Campanha contra o Câncer de Próstata - Sindicato distribui folhetos

Em uma pesquisa recente da Sociedade Brasileira de Urologia (SBU), realizada em parceria pelo Instituto Datafolha, foi analisada a percepção masculina em relação ao câncer de próstata e o temido exame de toque.

Apesar de 76% dos entrevistados terem ciência deste tipo de detecção, somente 32% já o fizeram. Os números são mais preocupantes no nordeste brasileiro, onde apenas 36% dos homens vão ao urologista e na população de classes D e E, em que 74% nunca fez o exame de toque.

O câncer de próstata

O câncer de próstata é um dos tipos de tumor maligno mais frequentes do homem, com surgimento de 50 mil novos casos por ano no Brasil. Nesta faixa etária, a hiperplasia prostática benigna (HPB), que é um aumento não-cancerígeno da próstata, manifesta-se em cerca de 25% dos homens e o seu desenvolvimento leva ao aparecimento de sintomas urinários, como dor ao urinar ou o excesso de micções.

O exame de sangue para a análise do antígeno prostático específico (PSA), uma proteína produzida tanto por células prostáticas cancerígenas como por células normais, é utilizado no rastreamento, diagnóstico e o acompanhamento dos pacientes com câncer de próstata.

As células prostáticas sintetizam uma forma da proteína – chamada de pró-PSA – e liberam para o interior do órgão, onde gera o PSA ativo. Ao ser degradada, essa molécula assume a forma inativa e entra na corrente sanguínea, na forma de PSA livre.

 

Por que fazer o exame?

Na maioria dos quadros – cerca de 75% - a doença afeta homens acima dos 65 anos. Em ambos os casos, a idade e a história familiar são os mais importantes fatores de risco.

Na prática médica, a avaliação de rotina de próstata consiste em coleta de exames de urina e sangue, incluindo o PSA em combinação com o toque retal. Para os especialistas, o exame do toque retal é imprescindível na avaliação prostática. É útil durante a avaliação do tamanho da glândula, de sua consistência, dos limites anatômicos e da análise de presença de nódulos palpáveis na próstata, o que leva a suspeita de câncer.

As formas do exame 

A ultrassonografia da próstata pode ser realizada por via abdominal ou por via transretal. Este exame faz parte da avaliação do tamanho da próstata e para a medição do resíduo urinário após a micção, um dado importante para avaliação do esvaziamento da bexiga.O exame não substitui o toque retal, já que com ele não é possível avaliar a consistência da próstata, além de não ser confiável para a detecção do nódulo. A biópsia da próstata, com ajuda da ultrassonografia, é indicada, na maioria dos casos, a todos os pacientes com áreas de maior consistência na próstata (nódulo) ou com elevações nos níveis de PSA, alterações que traduzem a presença de câncer de próstata em 50 a 95% dos casos.
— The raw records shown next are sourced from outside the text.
//! Configuration types for the call-analysis engine.

use serde::{Deserialize, Serialize};
use std::path::PathBuf;

use crate::error::{EngineError, Result};

/// Top-level configuration for an engine instance.
///
/// Every session created by the engine starts from this configuration; the
/// per-session sample rate is supplied at `create_session` time.
#[derive(Debug, Clone, Default, Serialize, Deserialize)]
#[serde(default)]
pub struct EngineConfig {
    /// Directory searched when a master call is loaded by bare id
    /// (e.g. `"buck_grunt"` resolves to `<dir>/buck_grunt.mfc`).
    pub master_call_dir: PathBuf,
    /// Streaming frame machine settings.
    pub stream: StreamConfig,
    /// MFCC extraction settings.
    pub mfcc: MfccConfig,
    /// DTW comparison settings.
    pub dtw: DtwConfig,
    /// Realtime scoring settings.
    pub scorer: ScorerConfig,
    /// Enhanced analyzer ensemble settings.
    pub enhanced: EnhancedConfig,
}

/// Per-session options supplied at creation time.
#[derive(Debug, Clone, Serialize, Deserialize)]
#[serde(default)]
pub struct SessionOptions {
    /// Run the pitch/harmonic/cadence ensemble alongside MFCC scoring.
    pub enable_enhanced_analysis: bool,
}

impl Default for SessionOptions {
    fn default() -> Self {
        Self {
            enable_enhanced_analysis: true,
        }
    }
}

/// Streaming pipeline configuration.
#[derive(Debug, Clone, Serialize, Deserialize)]
#[serde(default)]
pub struct StreamConfig {
    /// Analysis frame length in samples. Must be a power of two
    /// (it is also the MFCC FFT size). 2048 ≈ 46 ms at 44.1 kHz.
    pub frame_size: usize,
    /// Hop between successive frames in samples. Must be non-zero and
    /// strictly less than `frame_size`.
    pub hop_size: usize,
    /// Ring buffer capacity in samples. Must hold at least two frames.
    pub ring_capacity: usize,
}

impl Default for StreamConfig {
    fn default() -> Self {
        Self {
            frame_size: 2048,
            hop_size: 512,
            ring_capacity: 65_536,
        }
    }
}

impl StreamConfig {
    /// Validate the frame geometry.
    ///
    /// # Errors
    ///
    /// Returns `InvalidParams` if the frame size is not a power of two, the
    /// hop does not divide the frame machine sensibly, or the ring is too
    /// small to hold a frame plus a hop.
    pub fn validate(&self) -> Result<()> {
        if self.frame_size == 0 || !self.frame_size.is_power_of_two() {
            return Err(EngineError::InvalidParams(format!(
                "frame_size must be a non-zero power of two, got {}",
                self.frame_size
            )));
        }
        if self.hop_size == 0 || self.hop_size >= self.frame_size {
            return Err(EngineError::InvalidParams(format!(
                "hop_size must be in 1..frame_size, got {}",
                self.hop_size
            )));
        }
        if self.ring_capacity < self.frame_size * 2 {
            return Err(EngineError::InvalidParams(format!(
                "ring_capacity {} too small for frame_size {}",
                self.ring_capacity, self.frame_size
            )));
        }
        Ok(())
    }
}

/// MFCC extractor configuration.
///
/// The FFT window size comes from [`StreamConfig::frame_size`]; this struct
/// carries the filterbank shape.
#[derive(Debug, Clone, Serialize, Deserialize)]
#[serde(default)]
pub struct MfccConfig {
    /// Number of triangular mel filters.
    pub mel_filters: usize,
    /// Number of cepstral coefficients kept after the DCT.
    /// Coefficient 0 represents frame energy.
    pub coefficients: usize,
    /// Lower edge of the filterbank in Hz.
    pub min_freq_hz: f32,
    /// Upper edge of the filterbank in Hz. `0.0` means Nyquist.
    pub max_freq_hz: f32,
}

impl Default for MfccConfig {
    fn default() -> Self {
        Self {
            mel_filters: 26,
            coefficients: 13,
            min_freq_hz: 0.0,
            max_freq_hz: 0.0,
        }
    }
}

/// DTW comparator configuration.
#[derive(Debug, Clone, Serialize, Deserialize)]
#[serde(default)]
pub struct DtwConfig {
    /// Sensitivity of the distance → similarity mapping
    /// (`similarity = exp(-cost / scale)`). The default puts a self-pair
    /// above 0.95 and a random pair near 0.1.
    pub scale: f32,
    /// Sakoe–Chiba band radius in frames. `None` = unconstrained.
    pub band_radius: Option<usize>,
}

impl Default for DtwConfig {
    fn default() -> Self {
        Self {
            scale: 0.35,
            band_radius: None,
        }
    }
}

/// Pitch analyzer configuration.
#[derive(Debug, Clone, Serialize, Deserialize)]
#[serde(default)]
pub struct PitchConfig {
    /// Analysis window length in samples.
    pub window_size: usize,
    /// Streaming hop in samples.
    pub hop_size: usize,
    /// Lowest fundamental searched, Hz.
    pub min_freq_hz: f32,
    /// Highest fundamental searched, Hz.
    pub max_freq_hz: f32,
    /// YIN cumulative-difference threshold. Lower = stricter voicing.
    pub threshold: f32,
    /// Track vibrato rate over the recent pitch contour.
    pub enable_vibrato_detection: bool,
}

impl Default for PitchConfig {
    fn default() -> Self {
        Self {
            window_size: 2048,
            hop_size: 512,
            min_freq_hz: 60.0,
            max_freq_hz: 1200.0,
            threshold: 0.15,
            enable_vibrato_detection: true,
        }
    }
}

/// Harmonic analyzer configuration.
#[derive(Debug, Clone, Serialize, Deserialize)]
#[serde(default)]
pub struct HarmonicConfig {
    /// FFT size in samples. Must be a power of two.
    pub fft_size: usize,
    /// Streaming hop in samples.
    pub hop_size: usize,
    /// Lower bound of the analysis band, Hz.
    pub min_freq_hz: f32,
    /// Upper bound of the analysis band, Hz.
    pub max_freq_hz: f32,
    /// Maximum number of harmonics searched above the fundamental.
    pub max_harmonics: usize,
    /// Search tolerance around each expected harmonic, as a fraction of the
    /// fundamental.
    pub harmonic_tolerance: f32,
    /// Number of formant peaks reported.
    pub num_formants: usize,
    /// Extract formant peaks (200–4000 Hz band).
    pub enable_formant_tracking: bool,
    /// Compute the tonal-quality scalars.
    pub enable_tonal_analysis: bool,
}

impl Default for HarmonicConfig {
    fn default() -> Self {
        Self {
            fft_size: 4096,
            hop_size: 1024,
            min_freq_hz: 60.0,
            max_freq_hz: 8000.0,
            max_harmonics: 10,
            harmonic_tolerance: 0.1,
            num_formants: 4,
            enable_formant_tracking: true,
            enable_tonal_analysis: true,
        }
    }
}

/// Autocorrelation effort regime for the cadence analyzer.
#[derive(Debug, Clone, Copy, PartialEq, Eq, Default, Serialize, Deserialize)]
#[serde(rename_all = "kebab-case")]
pub enum AutocorrMode {
    /// Energy-based onset flux, lag cap 256, early peak exit. For short
    /// clips and real-time use.
    Fast,
    /// Spectral-flux onsets; autocorrelation lag cap scales with clip
    /// length (384 below 0.75 s, 512 below 1.25 s, 1000 otherwise) and the
    /// inner loop decimates short clips (stride 4 below 1 s, 2 below 2 s).
    #[default]
    Default,
    /// Full configured lag range, stride 1, no caps.
    ForcedFull,
}

/// Cadence analyzer configuration.
///
/// Frame geometry is expressed in seconds because the analyzer operates on
/// second-scale horizons; sample counts are derived per session rate.
#[derive(Debug, Clone, Serialize, Deserialize)]
#[serde(default)]
pub struct CadenceConfig {
    /// Analysis frame length in seconds.
    pub frame_secs: f32,
    /// Hop between frames in seconds.
    pub hop_secs: f32,
    /// Lowest reportable tempo, BPM.
    pub min_tempo_bpm: f32,
    /// Highest reportable tempo, BPM.
    pub max_tempo_bpm: f32,
    /// Base onset-picking threshold applied to the normalized flux.
    pub onset_threshold: f32,
    /// Multiplier on the median of recent flux added to the base threshold.
    pub adaptive_factor: f32,
    /// Maximum autocorrelation lag count before regime caps apply.
    pub autocorrelation_lags: usize,
    /// Shortest periodicity reported, seconds.
    pub min_period_secs: f32,
    /// Longest periodicity reported, seconds.
    pub max_period_secs: f32,
    /// Autocorrelation effort regime.
    pub autocorr_mode: AutocorrMode,
    /// Run onset detection at all.
    pub enable_onset_detection: bool,
    /// Estimate tempo and extract beats.
    pub enable_beat_tracking: bool,
    /// Compute syllable descriptors.
    pub enable_syllable_analysis: bool,
}

impl Default for CadenceConfig {
    fn default() -> Self {
        Self {
            frame_secs: 0.1,
            hop_secs: 0.05,
            min_tempo_bpm: 30.0,
            max_tempo_bpm: 500.0,
            onset_threshold: 0.1,
            adaptive_factor: 1.5,
            autocorrelation_lags: 1000,
            min_period_secs: 0.05,
            max_period_secs: 2.0,
            autocorr_mode: AutocorrMode::Default,
            enable_onset_detection: true,
            enable_beat_tracking: true,
            enable_syllable_analysis: true,
        }
    }
}

/// Realtime scorer configuration.
#[derive(Debug, Clone, Serialize, Deserialize)]
#[serde(default)]
pub struct ScorerConfig {
    /// Weight of the MFCC/DTW sub-score. Weights must sum to 1.0 ± 1e-3.
    pub mfcc_weight: f32,
    /// Weight of the volume sub-score.
    pub volume_weight: f32,
    /// Weight of the timing sub-score.
    pub timing_weight: f32,
    /// Weight of the pitch sub-score. Disabled (0.0) by default.
    pub pitch_weight: f32,
    /// Minimum processed duration between score recomputations, in
    /// milliseconds of *sample time* (deterministic, not wall clock).
    pub update_rate_ms: f32,
    /// Bounded score-history depth, newest first. Must be ≥ 1.
    pub history_depth: usize,
    /// Confidence at or above which `is_reliable` is set.
    pub confidence_threshold: f32,
    /// Overall score at or above which `is_match` is set.
    pub match_threshold: f32,
    /// Processed duration after which confidence coverage saturates, seconds.
    pub saturation_secs: f32,
}

impl Default for ScorerConfig {
    fn default() -> Self {
        Self {
            mfcc_weight: 0.5,
            volume_weight: 0.3,
            timing_weight: 0.2,
            pitch_weight: 0.0,
            update_rate_ms: 100.0,
            history_depth: 64,
            confidence_threshold: 0.7,
            match_threshold: 0.85,
            saturation_secs: 0.25,
        }
    }
}

impl ScorerConfig {
    /// Validate weights and bounds.
    ///
    /// # Errors
    ///
    /// Returns `InvalidParams` if the four weights do not sum to 1.0 within
    /// 1e-3, any weight is negative, the history depth is zero, or the
    /// update rate is non-positive.
    pub fn validate(&self) -> Result<()> {
        let weights = [
            self.mfcc_weight,
            self.volume_weight,
            self.timing_weight,
            self.pitch_weight,
        ];
        if weights.iter().any(|w| *w < 0.0) {
            return Err(EngineError::InvalidParams(
                "scorer weights must be non-negative".into(),
            ));
        }
        let sum: f32 = weights.iter().sum();
        if (sum - 1.0).abs() > 1e-3 {
            return Err(EngineError::InvalidParams(format!(
                "scorer weights must sum to 1.0 (±1e-3), got {sum}"
            )));
        }
        if self.history_depth == 0 {
            return Err(EngineError::InvalidParams(
                "scorer history_depth must be at least 1".into(),
            ));
        }
        if self.update_rate_ms <= 0.0 {
            return Err(EngineError::InvalidParams(format!(
                "scorer update_rate_ms must be positive, got {}",
                self.update_rate_ms
            )));
        }
        Ok(())
    }
}

/// Enhanced analyzer ensemble configuration.
#[derive(Debug, Clone, Serialize, Deserialize)]
#[serde(default)]
pub struct EnhancedConfig {
    /// Run the pitch analyzer.
    pub enable_pitch: bool,
    /// Run the harmonic analyzer.
    pub enable_harmonic: bool,
    /// Run the cadence analyzer.
    pub enable_cadence: bool,
    /// Favor small windows and cheap paths over accuracy.
    pub realtime_mode: bool,
    /// Pitch analyzer settings.
    pub pitch: PitchConfig,
    /// Harmonic analyzer settings.
    pub harmonic: HarmonicConfig,
    /// Cadence analyzer settings.
    pub cadence: CadenceConfig,
}

impl Default for EnhancedConfig {
    fn default() -> Self {
        Self {
            enable_pitch: true,
            enable_harmonic: true,
            enable_cadence: true,
            realtime_mode: false,
            pitch: PitchConfig::default(),
            harmonic: HarmonicConfig::default(),
            cadence: CadenceConfig::default(),
        }
    }
}

impl EnhancedConfig {
    /// Preset tuned for low-latency streaming: small windows, vibrato,
    /// formant, tonal, and syllable analysis off, fast autocorrelation.
    #[must_use]
    pub fn realtime() -> Self {
        let mut config = Self::default();
        config.realtime_mode = true;
        config.pitch.window_size = 512;
        config.pitch.hop_size = 128;
        // A 512-sample window fits two periods only above ~200 Hz.
        config.pitch.min_freq_hz = 200.0;
        config.pitch.enable_vibrato_detection = false;
        config.harmonic.fft_size = 512;
        config.harmonic.hop_size = 128;
        config.harmonic.enable_formant_tracking = false;
        config.harmonic.enable_tonal_analysis = false;
        config.cadence.frame_secs = 0.1;
        config.cadence.hop_secs = 0.05;
        config.cadence.enable_syllable_analysis = false;
        config.cadence.autocorr_mode = AutocorrMode::Fast;
        config
    }

    /// Preset tuned for accuracy: large windows, every path enabled,
    /// full-range autocorrelation.
    #[must_use]
    pub fn high_quality() -> Self {
        let mut config = Self::default();
        config.pitch.window_size = 4096;
        config.pitch.hop_size = 1024;
        config.pitch.enable_vibrato_detection = true;
        config.harmonic.fft_size = 8192;
        config.harmonic.hop_size = 1024;
        config.harmonic.enable_formant_tracking = true;
        config.harmonic.enable_tonal_analysis = true;
        config.cadence.frame_secs = 0.025;
        config.cadence.hop_secs = 0.010;
        config.cadence.enable_syllable_analysis = true;
        config.cadence.autocorr_mode = AutocorrMode::ForcedFull;
        config
    }
}
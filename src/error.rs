//! Error types for the call-analysis engine.

use crate::engine::SessionId;

/// Top-level error type for the analysis engine.
///
/// Each variant maps to exactly one wire-level status code (see
/// [`EngineError::status`]); callers that only care about the code can match
/// on that, callers that want context get the payload.
#[derive(Debug, thiserror::Error)]
pub enum EngineError {
    /// A caller-provided value is outside its documented range.
    #[error("invalid parameters: {0}")]
    InvalidParams(String),

    /// The id does not refer to a live session.
    #[error("session {0} not found")]
    SessionNotFound(SessionId),

    /// The requested master-call reference cannot be resolved.
    #[error("master call not found: {0}")]
    FileNotFound(String),

    /// The operation is well-formed but not enough audio has been processed.
    #[error("insufficient data: {0}")]
    InsufficientData(&'static str),

    /// An internal DSP step failed in a way the caller cannot correct.
    #[error("processing error: {0}")]
    ProcessingError(String),

    /// Allocation failed.
    #[error("out of memory")]
    OutOfMemory,

    /// Session or component could not complete initialization.
    #[error("initialization failed: {0}")]
    InitFailed(String),
}

impl EngineError {
    /// Wire-level status-code name for bindings and logs.
    #[must_use]
    pub fn status(&self) -> &'static str {
        match self {
            Self::InvalidParams(_) => "INVALID_PARAMS",
            Self::SessionNotFound(_) => "SESSION_NOT_FOUND",
            Self::FileNotFound(_) => "FILE_NOT_FOUND",
            Self::InsufficientData(_) => "INSUFFICIENT_DATA",
            Self::ProcessingError(_) => "PROCESSING_ERROR",
            Self::OutOfMemory => "OUT_OF_MEMORY",
            Self::InitFailed(_) => "INIT_FAILED",
        }
    }
}

/// Convenience result type.
pub type Result<T> = std::result::Result<T, EngineError>;
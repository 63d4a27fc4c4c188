//! Per-frame MFCC extraction: Hann window → power spectrum → mel filterbank
//! → log energies → DCT-II.
//!
//! The extractor is stateless across frames once configured; for identical
//! configuration and input the output is bit-identical between runs.

use crate::config::MfccConfig;
use crate::dsp::window::WindowedFft;
use crate::error::{EngineError, Result};

/// MFCC extractor bound to a sample rate and window size.
pub struct MfccExtractor {
    window_size: usize,
    coefficients: usize,
    filterbank: Vec<Vec<f32>>,
    fft: WindowedFft,
    power: Vec<f32>,
    mel_energies: Vec<f32>,
}

impl MfccExtractor {
    /// Build an extractor for `window_size`-sample frames at `sample_rate`.
    ///
    /// # Errors
    ///
    /// Returns `InvalidParams` if the sample rate is non-positive, the window
    /// is not a power of two, the coefficient count exceeds the filter
    /// count, or the frequency bounds are out of order.
    pub fn new(sample_rate: f32, window_size: usize, config: &MfccConfig) -> Result<Self> {
        if sample_rate <= 0.0 {
            return Err(EngineError::InvalidParams(format!(
                "sample rate must be positive, got {sample_rate}"
            )));
        }
        if config.mel_filters == 0 || config.coefficients == 0 {
            return Err(EngineError::InvalidParams(
                "mel_filters and coefficients must be non-zero".into(),
            ));
        }
        if config.coefficients > config.mel_filters {
            return Err(EngineError::InvalidParams(format!(
                "cannot keep {} coefficients from {} mel filters",
                config.coefficients, config.mel_filters
            )));
        }

        let nyquist = sample_rate / 2.0;
        let min_freq = config.min_freq_hz.max(0.0);
        let max_freq = if config.max_freq_hz > 0.0 {
            config.max_freq_hz.min(nyquist)
        } else {
            nyquist
        };
        if max_freq <= min_freq {
            return Err(EngineError::InvalidParams(format!(
                "mel band [{min_freq}, {max_freq}] Hz is empty"
            )));
        }

        let fft = WindowedFft::new(window_size)?;
        let filterbank = build_mel_filterbank(
            config.mel_filters,
            window_size,
            sample_rate,
            min_freq,
            max_freq,
        );

        Ok(Self {
            window_size,
            coefficients: config.coefficients,
            filterbank,
            fft,
            power: Vec::new(),
            mel_energies: vec![0.0; config.mel_filters],
        })
    }

    /// Frame length expected by [`extract`](Self::extract).
    #[must_use]
    pub fn window_size(&self) -> usize {
        self.window_size
    }

    /// Number of coefficients per output vector.
    #[must_use]
    pub fn coefficients(&self) -> usize {
        self.coefficients
    }

    /// Extract one MFCC vector from exactly one window of samples.
    ///
    /// # Errors
    ///
    /// Returns `InvalidParams` unless `frame` is exactly
    /// [`window_size`](Self::window_size) samples.
    pub fn extract(&mut self, frame: &[f32]) -> Result<Vec<f32>> {
        if frame.len() != self.window_size {
            return Err(EngineError::InvalidParams(format!(
                "expected a frame of {} samples, got {}",
                self.window_size,
                frame.len()
            )));
        }

        self.fft.power_spectrum(frame, &mut self.power)?;

        for (energy, filter) in self.mel_energies.iter_mut().zip(self.filterbank.iter()) {
            let e: f32 = filter
                .iter()
                .zip(self.power.iter())
                .map(|(&f, &p)| f * p)
                .sum();
            // Log energy with a floor to avoid log(0).
            *energy = e.max(1e-10).ln();
        }

        Ok(dct_ii(&self.mel_energies, self.coefficients))
    }
}

/// Build a mel-spaced triangular filterbank over `[min_freq, max_freq]`.
fn build_mel_filterbank(
    num_filters: usize,
    fft_size: usize,
    sample_rate: f32,
    min_freq: f32,
    max_freq: f32,
) -> Vec<Vec<f32>> {
    let power_len = fft_size / 2 + 1;
    let low_mel = hz_to_mel(min_freq);
    let high_mel = hz_to_mel(max_freq);

    // Filter edges equally spaced on the mel scale.
    let num_points = num_filters + 2;
    let bin_points: Vec<usize> = (0..num_points)
        .map(|i| {
            let mel = low_mel + (high_mel - low_mel) * i as f32 / (num_points - 1) as f32;
            let hz = mel_to_hz(mel);
            ((fft_size as f32 + 1.0) * hz / sample_rate).floor() as usize
        })
        .collect();

    let mut filterbank = Vec::with_capacity(num_filters);
    for m in 0..num_filters {
        let mut filter = vec![0.0f32; power_len];
        let left = bin_points[m];
        let center = bin_points[m + 1];
        let right = bin_points[m + 2];

        if center > left {
            let denom = (center - left) as f32;
            for (i, val) in filter.iter_mut().enumerate().take(center).skip(left) {
                *val = (i - left) as f32 / denom;
            }
        }
        if right > center {
            let denom = (right - center) as f32;
            for (i, val) in filter
                .iter_mut()
                .enumerate()
                .take((right + 1).min(power_len))
                .skip(center)
            {
                *val = (right - i) as f32 / denom;
            }
        }

        filterbank.push(filter);
    }

    filterbank
}

/// DCT-II keeping the first `num_coeffs` coefficients.
fn dct_ii(input: &[f32], num_coeffs: usize) -> Vec<f32> {
    let n = input.len();
    let mut result = Vec::with_capacity(num_coeffs);
    for k in 0..num_coeffs {
        let mut sum = 0.0f32;
        for (i, &val) in input.iter().enumerate() {
            sum += val
                * (std::f32::consts::PI * k as f32 * (2 * i + 1) as f32 / (2 * n) as f32).cos();
        }
        result.push(sum);
    }
    result
}

/// Convert frequency in Hz to the mel scale.
fn hz_to_mel(hz: f32) -> f32 {
    2595.0 * (1.0 + hz / 700.0).log10()
}

/// Convert mel scale to Hz.
fn mel_to_hz(mel: f32) -> f32 {
    700.0 * (10.0_f32.powf(mel / 2595.0) - 1.0)
}
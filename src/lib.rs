//! Wildcall: real-time wildlife-call analysis engine.
//!
//! Compares a live or file-sourced audio stream against a pre-computed
//! master-call reference and emits multi-dimensional similarity scores plus
//! acoustic descriptors (pitch, harmonics, cadence).
//!
//! # Architecture
//!
//! Each session is an isolated streaming pipeline multiplexed by the
//! session manager:
//! - **Session manager**: create/lookup/reset/destroy keyed by opaque ids
//! - **Streaming pipeline**: hop-aligned frame machine emitting MFCC frames
//! - **Comparison core**: DTW similarity against the master reference
//! - **Analyzer ensemble**: pitch (YIN), harmonic (FFT + formants), and
//!   cadence (onsets + tempo + periodicity) analyzers with a fusing
//!   coordinator
//! - **Realtime scorer**: weighted multi-dimensional scores with feedback
//!
//! All calls are synchronous; sessions may be driven from different threads
//! but each individual session is single-threaded by contract.

pub mod analyzers;
pub mod audio;
pub mod config;
pub mod dsp;
pub mod engine;
pub mod error;
pub mod pipeline;

pub use analyzers::enhanced::EnhancedAnalysisProfile;
pub use config::{EngineConfig, SessionOptions};
pub use engine::{AnalysisEngine, MasterCall, SessionId, SessionSummary};
pub use error::{EngineError, Result};
pub use pipeline::{RealtimeFeedback, SimilarityScore};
O tempo de duplicação tumoral em um câncer de próstata é em média de dois a quatro anos e a evolução dos pacientes é relativamente imprevisível e está relacionada com a extensão da doença, com casos de rápida disseminação antes mesmo do surgimento de sintomas em caso de tumor agressivo.

Prevenção

O rastreamento do câncer deve ser feito por meio de avaliação anual a partir dos 45 anos de idade. Pacientes de maior risco, com história familiar da doença em parentes de primeiro grau, os especialistas recomendam antecipar o acompanhamento a partir dos 40 anos. O diagnóstico precoce, neste caso, ainda é a melhor forma de prevenção, aliado ao combate da obesidade e do sedentarismo.

 

Preconceito e medo

Ao contrário do que muitos pensam o exame de PSA não deve ser utilizado isoladamente como critério diagnóstico e sim em conjunto com os sintomas e o exame do toque retal. Apesar dos avanços da medicina, a dosagem de PSA não substituiu o exame do toque retal realizado pelo urologista.

O preconceito é o maior impedimento para a realização do toque, seguido do medo. Entre aqueles que nunca foram examinar sua próstata, 13% afirmaram descuido, preguiça, relaxo e falta de tempo. Já 15% responsabilizaram a falta de sintomas. Existe uma questão séria nessa história, o tumor maligno na próstata fez cerca de 53 mil vítimas no Brasil em 2010.

Fontes:

Sociedade Brasileira de Urologia (SBU)

Prostate Cancer Foundation (PCF)

Mayo Foundation for Medical Education and Research

Informativo, distribuido pelo sindicato, para alertar os companheiros.